Julie Sherwood, a principal adviser at Forsyths in Tamworth, says she’s noticed a trend in her conversations with clients in the last few weeks.

At the end of every phone call, the same sign-off gets repeated.

“Stay safe.”

It’s cottoned on, Sherwood says, “even with the oldies”.

The phrase is an indication of where advisers are right now and the timbre of conversations they are having with clients during the coronavirus crisis. Portfolios are a concern for clients, of course – which is to be expected during a significant market correction that has no apparent end in sight. But the fact that this crisis stems from a threat to our health and well-being makes it vastly different from the global financial crisis in 2009. This time it’s much more personal.

“Obviously there’s financial concern when clients call, but what they’re more concerned about is the fact that this is a health issue,” Sherwood says. “They’re asking me about my children and how we’re doing as a family.”

Sherwood reporting a much more personal nature to the discussions she’s having with clients makes sense. The impact of the virus goes beyond markets; despite three stimulus packages being announced by the government in response to the crisis, unemployment is rising rapidly and businesses are being shut down across an alarming array of sectors. Almost everyone has been deeply affected by this crisis, and while it has brought out the worst in some – lets hope the toilet paper panic is over – it’s also brought out the caring, nurturing side in many.

According to Phil Thompson, a principal adviser at Rise Financial in Canberra, the majority of his clients are more concerned about health matters than they are about their finances.

“At no point am I complacent that we’re through all of this, but I think it is a bit different from the GFC,” Thompson says. “Health has dominated people’s thinking rather than the investments.”

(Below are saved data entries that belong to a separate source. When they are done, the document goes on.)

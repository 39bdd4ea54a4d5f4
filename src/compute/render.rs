//! Rendering of a grid into an NV12 frame.
//!
//! NV12 layout: a full-resolution luma plane (one byte per pixel) followed
//! by an interleaved half-resolution chroma plane (`width * height / 2`
//! bytes). Only the luma plane changes between frames; chroma is filled
//! with the neutral value once at allocation so the picture is greyscale.

use super::Grid;

/// Luma value of a live cell.
pub const ALIVE_LUMA: u8 = 255;
/// Luma value of a dead cell.
pub const DEAD_LUMA: u8 = 0;
/// Neutral chroma value (no colour).
pub const NEUTRAL_CHROMA: u8 = 128;

/// A reusable planar NV12 frame buffer.
#[derive(Debug, Clone)]
pub struct Frame {
    width: usize,
    height: usize,
    luma: Vec<u8>,
    chroma: Vec<u8>,
}

impl Frame {
    /// Allocate a frame with a black luma plane and neutral chroma.
    pub fn new(width: usize, height: usize) -> Self {
        assert!(
            width % 2 == 0 && height % 2 == 0,
            "NV12 frames need even dimensions"
        );
        Self {
            width,
            height,
            luma: vec![DEAD_LUMA; width * height],
            chroma: vec![NEUTRAL_CHROMA; width * height / 2],
        }
    }

    #[inline]
    pub fn width(&self) -> usize {
        self.width
    }

    #[inline]
    pub fn height(&self) -> usize {
        self.height
    }

    /// Luma plane, row-major.
    #[inline]
    pub fn luma(&self) -> &[u8] {
        &self.luma
    }

    /// Interleaved chroma plane.
    #[inline]
    pub fn chroma(&self) -> &[u8] {
        &self.chroma
    }

    /// Both planes in wire order.
    #[inline]
    pub fn planes(&self) -> [&[u8]; 2] {
        [&self.luma, &self.chroma]
    }

    /// Total size of one frame in bytes.
    #[inline]
    pub fn byte_len(&self) -> usize {
        self.luma.len() + self.chroma.len()
    }

    /// Size in bytes of an NV12 frame of the given dimensions.
    #[inline]
    pub fn byte_len_for(width: usize, height: usize) -> usize {
        width * height * 3 / 2
    }
}

/// Draws each cell as a solid `cell_size` x `cell_size` block.
#[derive(Debug, Clone, Copy)]
pub struct Renderer {
    cell_size: usize,
}

impl Renderer {
    pub fn new(cell_size: usize) -> Self {
        assert!(cell_size > 0, "cell size must be non-zero");
        Self { cell_size }
    }

    /// Overwrite the whole luma plane of `frame` from `grid`.
    pub fn render(&self, grid: &Grid, frame: &mut Frame) {
        debug_assert_eq!(grid.width() * self.cell_size, frame.width);
        debug_assert_eq!(grid.height() * self.cell_size, frame.height);

        let cell_size = self.cell_size;
        for (y, row) in frame.luma.chunks_exact_mut(frame.width).enumerate() {
            let cy = y / cell_size;
            for (cx, block) in row.chunks_exact_mut(cell_size).enumerate() {
                let value = if grid.get(cx, cy) { ALIVE_LUMA } else { DEAD_LUMA };
                block.fill(value);
            }
        }
    }
}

There are a few reasons clients would be less concerned about their finances than they were a decade ago. Advisers themselves have a sharper, more acute awareness of portfolio diversity and have positioned investments accordingly. They’ve also been diligent about coaching clients to refrain from reacting to a crisis by selling down their equities en masse. The chasm between advised and non-advised investors has never been starker – a point Sunsuper head of advice and retirement Anne Fuchs made clear last week.

Thompson’s clients have another reason to be relatively sanguine; predominantly Canberra-based public service workers, it’s likely their jobs are safer than most.

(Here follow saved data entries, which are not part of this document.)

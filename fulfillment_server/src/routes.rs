//! Request handler definitions
//!
//! Define each route and its handler here. Handlers that are more than a line or two should lean on the engine APIs
//! and the request objects in [`crate::data_objects`]. Keep this module neat and tidy 🙏
//!
//! Handlers never block. All database work is async, so a worker thread keeps serving other requests while a handler
//! waits on SQLite.
//!
//! There are two kinds of route:
//! * The provider channels, `/payments/webhook` and `/payments/callback`. These are public. Trust comes from the
//!   notification signature, which the engine checks.
//! * The operator API under `/api`. These require the operator token (see [`crate::middleware::OperatorAuthFactory`]).
use std::str::FromStr;

use actix_web::{get, web, HttpRequest, HttpResponse, Responder};
use fulfillment_engine::{
    db_types::{OrderId, OrderStatusType, Recipient, WebhookSource},
    helpers::{CallbackParams, MalformedEvent, WebhookPayload},
    DeliveryOutcome,
    FulfillmentDatabase,
    InboundDelivery,
    InventoryApi,
    NotificationApi,
    NotificationManagement,
    OrderFlowApi,
    OrderManagement,
    OrderQueryApi,
    PaymentWebhookApi,
    WebhookEventQueryFilter,
    WebhookLedger,
    WebhookLedgerApi,
};
use log::*;

use crate::{
    auth::OperatorIdentity,
    config::RouteConfig,
    data_objects::{
        DeliveryResponse,
        JsonResponse,
        NewOrderRequest,
        NotificationQuery,
        StatusUpdateRequest,
        StockAdjustmentRequest,
    },
    errors::ServerError,
    helpers::get_remote_ip,
};

// Web-actix cannot handle generics in handlers, so it's implemented manually using the `route!` macro.
// `route!(name => Method "/path" impl TraitA, TraitB)` defines `NameRoute<B>`, which registers `name::<B>` where
// `B: TraitA + TraitB`.
#[macro_export]
macro_rules! route {
    ($name:ident => $method:ident $path:literal impl $($bounds:path),+) => {
        paste::paste! { pub struct [<$name:camel Route>]<B>(core::marker::PhantomData<fn() -> B>);}
        paste::paste! { impl<B> [<$name:camel Route>]<B> {
            #[allow(clippy::new_without_default)]
            pub fn new() -> Self {
                Self(core::marker::PhantomData::<fn() -> B>)
            }
        }}
        paste::paste! { impl<B> actix_web::dev::HttpServiceFactory for [<$name:camel Route>]<B>
        where
            B: $($bounds +)+ 'static,
        {
            fn register(self, config: &mut actix_web::dev::AppService) {
                let res = actix_web::Resource::new($path)
                    .name(stringify!($name))
                    .guard(actix_web::guard::$method())
                    .to($name::<B>);
                actix_web::dev::HttpServiceFactory::register(res, config);
            }
        }}
    };
}

// ----------------------------------------------   Health  ----------------------------------------------------
#[get("/health")]
pub async fn health() -> impl Responder {
    trace!("💻️ Received health check request");
    HttpResponse::Ok().body("👍️\n")
}

//-----------------------------------------   Provider channels  ----------------------------------------------
route!(payment_webhook => Post "/payments/webhook" impl FulfillmentDatabase, OrderManagement, WebhookLedger);
/// The provider's webhook channel.
///
/// The body is JSON with `payment_ref` (or `reference`, or `transaction_id`), `status`, `amount`, `timestamp`,
/// `signature` and an optional `event_type`. The raw body is kept for the audit log exactly as received.
///
/// ## Returns
/// * 401 if the signature does not check out. Nothing is applied.
/// * 400 if the identifying fields are missing.
/// * 200 for everything else, including duplicates, unknown orders and processing errors. Anything the provider
///   should not retry is absorbed here, and operators are alerted instead.
pub async fn payment_webhook<B>(
    req: HttpRequest,
    body: web::Bytes,
    config: web::Data<RouteConfig>,
    api: web::Data<PaymentWebhookApi<B>>,
) -> HttpResponse
where
    B: FulfillmentDatabase + OrderManagement + WebhookLedger,
{
    let remote_ip = get_remote_ip(&req, config.use_x_forwarded_for, config.use_forwarded).map(|ip| ip.to_string());
    debug!("💻️ Received payment webhook from {}", remote_ip.as_deref().unwrap_or("unknown address"));
    let delivery = InboundDelivery {
        source: WebhookSource::Webhook,
        remote_ip,
        raw_payload: String::from_utf8_lossy(&body).into_owned(),
        notification: WebhookPayload::from_body(&body),
    };
    let outcome = api.process(delivery).await;
    delivery_response(&outcome)
}

route!(payment_callback => Get "/payments/callback" impl FulfillmentDatabase, OrderManagement, WebhookLedger);
/// The provider's redirect channel: `?ref=&txn_id=&status=&amount=&ts=&sig=`.
///
/// The query string goes through the same pipeline as a webhook body, and is answered the same way.
pub async fn payment_callback<B>(
    req: HttpRequest,
    config: web::Data<RouteConfig>,
    api: web::Data<PaymentWebhookApi<B>>,
) -> HttpResponse
where
    B: FulfillmentDatabase + OrderManagement + WebhookLedger,
{
    let remote_ip = get_remote_ip(&req, config.use_x_forwarded_for, config.use_forwarded).map(|ip| ip.to_string());
    debug!("💻️ Received payment callback from {}", remote_ip.as_deref().unwrap_or("unknown address"));
    let notification = web::Query::<CallbackParams>::from_query(req.query_string())
        .map_err(|e| MalformedEvent::new(None, format!("Unreadable callback query. {e}")))
        .and_then(|params| params.into_inner().normalize());
    let delivery = InboundDelivery {
        source: WebhookSource::Callback,
        remote_ip,
        raw_payload: req.query_string().to_string(),
        notification,
    };
    let outcome = api.process(delivery).await;
    delivery_response(&outcome)
}

fn delivery_response(outcome: &DeliveryOutcome) -> HttpResponse {
    let body = DeliveryResponse::from(outcome);
    match outcome {
        DeliveryOutcome::Malformed(_) => HttpResponse::BadRequest().json(body),
        DeliveryOutcome::SignatureInvalid => HttpResponse::Unauthorized().json(body),
        _ => HttpResponse::Ok().json(body),
    }
}

//----------------------------------------------   Orders  ----------------------------------------------------
route!(place_order => Post "/orders" impl FulfillmentDatabase, OrderManagement);
/// Order intake. The storefront places orders here before sending the customer to the provider.
///
/// Stock for every item is taken when the order is placed. The order starts out `pending`, awaiting payment.
pub async fn place_order<B>(
    body: web::Json<NewOrderRequest>,
    api: web::Data<OrderFlowApi<B>>,
) -> Result<HttpResponse, ServerError>
where
    B: FulfillmentDatabase + OrderManagement,
{
    let order = body.into_inner().into_new_order().map_err(ServerError::InvalidRequestBody)?;
    debug!("💻️ New order request for {} from {}", order.payment_ref, order.customer_id);
    let order = api.place_order(order).await.map_err(|e| {
        debug!("💻️ Could not place order. {e}");
        e
    })?;
    Ok(HttpResponse::Created().json(order))
}

route!(order_by_id => Get "/orders/{order_id}" impl OrderManagement);
pub async fn order_by_id<B: OrderManagement>(
    path: web::Path<i64>,
    api: web::Data<OrderQueryApi<B>>,
) -> Result<HttpResponse, ServerError> {
    let order_id = OrderId::from(path.into_inner());
    debug!("💻️ GET order {order_id}");
    let order = api.order(order_id).await?;
    Ok(HttpResponse::Ok().json(order))
}

route!(order_history => Get "/orders/{order_id}/history" impl OrderManagement);
/// The order's status history, oldest first.
pub async fn order_history<B: OrderManagement>(
    path: web::Path<i64>,
    api: web::Data<OrderQueryApi<B>>,
) -> Result<HttpResponse, ServerError> {
    let order_id = OrderId::from(path.into_inner());
    debug!("💻️ GET history for order {order_id}");
    let history = api.history(order_id).await?;
    Ok(HttpResponse::Ok().json(history))
}

route!(update_order_status => Patch "/orders/{order_id}/status" impl FulfillmentDatabase, OrderManagement);
/// Administrative status change.
///
/// Operators move orders along `processing → shipped → delivered`, or cancel them. The operator named in the
/// `ofg_operator_id` header is recorded as the author of the change.
/// *Note*: the HTTP method used for this endpoint is PATCH.
///
/// ## Parameters
/// * `status` - The target status.
/// * `tracking_number`, `carrier` - Recorded when shipping. The tracking number is mandatory for `shipped` unless
///   `OFG_REQUIRE_TRACKING_NUMBER` is false.
/// * `note` - Free text, kept in the history.
///
/// ## Returns
/// The updated order. Moves the state machine does not allow, and moves to the current status, are answered with 409.
pub async fn update_order_status<B>(
    path: web::Path<i64>,
    operator: OperatorIdentity,
    body: web::Json<StatusUpdateRequest>,
    config: web::Data<RouteConfig>,
    api: web::Data<OrderFlowApi<B>>,
) -> Result<HttpResponse, ServerError>
where
    B: FulfillmentDatabase + OrderManagement,
{
    let order_id = OrderId::from(path.into_inner());
    let request = body.into_inner();
    info!("💻️ {} requests order {order_id} be moved to {}", operator.as_str(), request.status);
    if request.status == OrderStatusType::Shipped && config.require_tracking_number && !request.has_tracking_number() {
        warn!("💻️ Order {order_id} cannot be marked as shipped without a tracking number");
        return Err(ServerError::InvalidRequestBody("A tracking number is required to ship an order.".into()));
    }
    let (status, change) = request.into_change(operator.as_str());
    let order = api.modify_status_for_order(order_id, status, change).await.map_err(|e| {
        debug!("💻️ Could not change the status of order {order_id}. {e}");
        e
    })?;
    Ok(HttpResponse::Ok().json(order))
}

//-------------------------------------------   Webhook audit  -------------------------------------------------
route!(webhook_events => Get "/webhooks/events" impl WebhookLedger);
/// Search the webhook audit log. Every delivery is in there, including rejected ones.
///
/// All query parameters are optional: `payment_ref`, `source` (webhook|callback), `signature_valid`, `processed`,
/// `duplicate`, `since`, `until` (RFC 3339) and `limit`. Results are newest first.
pub async fn webhook_events<B: WebhookLedger>(
    query: web::Query<WebhookEventQueryFilter>,
    api: web::Data<WebhookLedgerApi<B>>,
) -> Result<HttpResponse, ServerError> {
    let filter = query.into_inner();
    debug!("💻️ Webhook audit log search: {filter:?}");
    let events = api.search(filter).await?;
    Ok(HttpResponse::Ok().json(events))
}

//---------------------------------------------   Inventory  --------------------------------------------------
route!(adjust_stock => Post "/inventory/{product_id}/adjust" impl FulfillmentDatabase, OrderManagement);
/// Manual or bulk stock adjustment. Decrements stop at zero, and the returned change shows what was actually taken.
pub async fn adjust_stock<B>(
    path: web::Path<i64>,
    operator: OperatorIdentity,
    body: web::Json<StockAdjustmentRequest>,
    api: web::Data<InventoryApi<B>>,
) -> Result<HttpResponse, ServerError>
where
    B: FulfillmentDatabase + OrderManagement,
{
    let product_id = path.into_inner();
    let request = body.into_inner();
    let change_type = request.change_type().map_err(ServerError::InvalidRequestBody)?;
    info!("💻️ {} adjusts stock of product {product_id} by {}", operator.as_str(), request.delta);
    let change = api
        .adjust(product_id, request.delta, change_type, Some(operator.as_str().to_string()), request.note)
        .await
        .map_err(|e| {
            debug!("💻️ Could not adjust stock for product {product_id}. {e}");
            e
        })?;
    Ok(HttpResponse::Ok().json(change))
}

route!(stock_changes => Get "/inventory/{product_id}/changes" impl OrderManagement);
pub async fn stock_changes<B: OrderManagement>(
    path: web::Path<i64>,
    api: web::Data<InventoryApi<B>>,
) -> Result<HttpResponse, ServerError> {
    let product_id = path.into_inner();
    debug!("💻️ GET stock changes for product {product_id}");
    let changes = api.history(product_id).await?;
    Ok(HttpResponse::Ok().json(changes))
}

//-------------------------------------------   Notifications  ------------------------------------------------
route!(notifications => Get "/notifications/{recipient}" impl NotificationManagement);
/// In-app notifications, newest first. `{recipient}` is a customer id, or `operators` for the operator group.
/// Pass `unread_only=true` to skip notifications that have been read.
pub async fn notifications<B: NotificationManagement>(
    path: web::Path<String>,
    query: web::Query<NotificationQuery>,
    api: web::Data<NotificationApi<B>>,
) -> Result<HttpResponse, ServerError> {
    let recipient =
        Recipient::from_str(&path.into_inner()).map_err(|e| ServerError::InvalidRequestPath(e.to_string()))?;
    debug!("💻️ GET notifications for {recipient}");
    let notifications = api.notifications_for(&recipient, query.unread_only).await?;
    Ok(HttpResponse::Ok().json(notifications))
}

route!(mark_notification_read => Post "/notifications/{id}/read" impl NotificationManagement);
pub async fn mark_notification_read<B: NotificationManagement>(
    path: web::Path<i64>,
    api: web::Data<NotificationApi<B>>,
) -> Result<HttpResponse, ServerError> {
    let id = path.into_inner();
    debug!("💻️ Marking notification {id} as read");
    api.mark_read(id).await?;
    Ok(HttpResponse::Ok().json(JsonResponse::success(format!("Notification {id} marked as read."))))
}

The overarching feeling from advisers, however, is that the nature of the crisis itself – a flu-like pandemic that threatens the health of our kids, partners and parents – has brought humanity to the fore.

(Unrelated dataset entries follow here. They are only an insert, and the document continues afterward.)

use std::fmt::Debug;

use chrono::{Duration, Utc};
use log::*;

use crate::{
    db::traits::{FulfillmentDatabase, OrderManagement},
    db_types::{ChangeType, InventoryChange, StockAdjustment},
    events::{EventProducers, FulfillmentEvent, LowStockEvent},
    fe_api::FulfillmentError,
};

pub const DEFAULT_LOW_STOCK_THRESHOLD: i64 = 10;

#[derive(Debug, Clone, Copy)]
pub struct LowStockPolicy {
    /// Used for products that do not carry their own threshold
    pub default_threshold: i64,
    /// At most one alert per product within this window
    pub alert_window: Duration,
}

impl Default for LowStockPolicy {
    fn default() -> Self {
        Self { default_threshold: DEFAULT_LOW_STOCK_THRESHOLD, alert_window: Duration::hours(24) }
    }
}

/// `InventoryApi` owns the stock counters: manual and bulk adjustments, the change log, and low-stock alerts.
pub struct InventoryApi<B> {
    db: B,
    producers: EventProducers,
    policy: LowStockPolicy,
}

impl<B> Debug for InventoryApi<B> {
    fn fmt(&self, f: &mut std::fmt::Formatter<'_>) -> std::fmt::Result {
        write!(f, "InventoryApi ({:?})", self.policy)
    }
}

impl<B> InventoryApi<B> {
    pub fn new(db: B, producers: EventProducers, policy: LowStockPolicy) -> Self {
        Self { db, producers, policy }
    }

    pub fn db(&self) -> &B {
        &self.db
    }
}

impl<B> InventoryApi<B>
where B: OrderManagement
{
    /// The product's change log, newest first.
    pub async fn history(&self, product_id: i64) -> Result<Vec<InventoryChange>, FulfillmentError> {
        self.db
            .product_by_id(product_id)
            .await
            .map_err(FulfillmentError::backend)?
            .ok_or(FulfillmentError::ProductNotFound(product_id))?;
        self.db.inventory_changes(product_id).await.map_err(Into::into)
    }
}

impl<B> InventoryApi<B>
where B: FulfillmentDatabase + OrderManagement
{
    /// Applies `delta` to the product's stock and logs the change.
    ///
    /// Decrements clamp at zero, in which case the logged `change_amount` is what was actually taken. Restorations must
    /// be positive. A decrement that leaves the product at or below its threshold raises a low-stock alert, at most
    /// once per product per alert window.
    pub async fn adjust(
        &self,
        product_id: i64,
        delta: i64,
        change_type: ChangeType,
        actor: Option<String>,
        note: Option<String>,
    ) -> Result<InventoryChange, FulfillmentError> {
        if delta == 0 {
            return Err(FulfillmentError::InvalidQuantity("a stock adjustment cannot be zero".into()));
        }
        if change_type == ChangeType::Restore && delta < 0 {
            return Err(FulfillmentError::InvalidQuantity("a restoration must be positive".into()));
        }
        let mut adjustment = StockAdjustment::new(product_id, delta, change_type).with_actor(actor);
        adjustment.note = note;
        let change = self.db.adjust_stock(adjustment).await.map_err(FulfillmentError::backend)?;
        info!(
            "🔄️📦️ Product {product_id} stock {} -> {} ({change_type}, by {})",
            change.previous_stock,
            change.new_stock,
            change.changed_by.as_deref().unwrap_or("system")
        );
        if delta < 0 {
            self.signal_low_stock(&change).await;
        }
        Ok(change)
    }

    /// Raises a low-stock alert if `change` left the product at or below its threshold and no alert went out within
    /// the window. The stock change has already committed, so failures here are only logged.
    pub(crate) async fn signal_low_stock(&self, change: &InventoryChange) {
        let product = match self.db.product_by_id(change.product_id).await {
            Ok(Some(p)) => p,
            Ok(None) => return,
            Err(e) => {
                warn!("🔄️📦️ Could not load product {} for the low-stock check: {e}", change.product_id);
                return;
            },
        };
        let threshold = product.low_stock_threshold.unwrap_or(self.policy.default_threshold);
        if change.new_stock > threshold {
            return;
        }
        match self.db.claim_low_stock_alert(product.id, Utc::now(), self.policy.alert_window).await {
            Ok(true) => {
                info!("🔄️📦️ Product {} ({}) is low on stock: {} left", product.id, product.name, change.new_stock);
                self.producers.publish(FulfillmentEvent::LowStock(LowStockEvent { product, threshold })).await;
            },
            Ok(false) => debug!("🔄️📦️ Product {} is low on stock, but operators were already alerted", product.id),
            Err(e) => warn!("🔄️📦️ Could not claim the low-stock alert for product {}: {e}", product.id),
        }
    }
}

“Most of them have been really sweet actually,” says Jordan Vaka, an adviser at Planning Solo in Melbourne.

Vaka says he’s noticed a stark difference in his client list, which is comprised of a core group of ongoing clients and a book of legacy or orphaned clients. The legacy clients are slightly prone to panic, he reports, but the main group refuse to fret.

“The ongoing are fantastic, sitting tight and really calm,” he says. “We touch on the portfolio and that’s about it, we don’t need to go into it too much.”

This core group of clients, Vaka says, have supplanted financial concern with personal warmth.

“They’re saying they don’t want to call us because they know we’re busy and they’re asking about us and how we’re doing,” he says. “It’s really lovely.”

One comment on “‘It’s more personal’: Why this crisis isn’t like the GFC”
    Jeremy Wright

    Trust and having your adviser to call when times or circumstances turn for the worse, has been the foundation of what advisers do for their clients for decades.
    To the regulators, fees were and still are their main focus, to the point of obsession, which has led us down this path, where now only select Australians have someone to turn to when they need help or guidance.
    It is coming to light now from research, though those of us in the advice community already knew, that advised clients are better prepared and suffer less anxiety when stuff happens.
    The long term cost to the millions of Australians who previously had an adviser and who are now lost in the wilderness, will be in the multi billions of dollars. The 1 cent in the dollar per annum to have an adviser, which the regulators saw as a fee for no service, is one cent in the dollar saved, though has now created millions of anxious and confused Australians, with no-one to turn to, facing losses and missed opportunities much higher than that, as they wander through what is an impenetrable maze of complexity and uncertainty.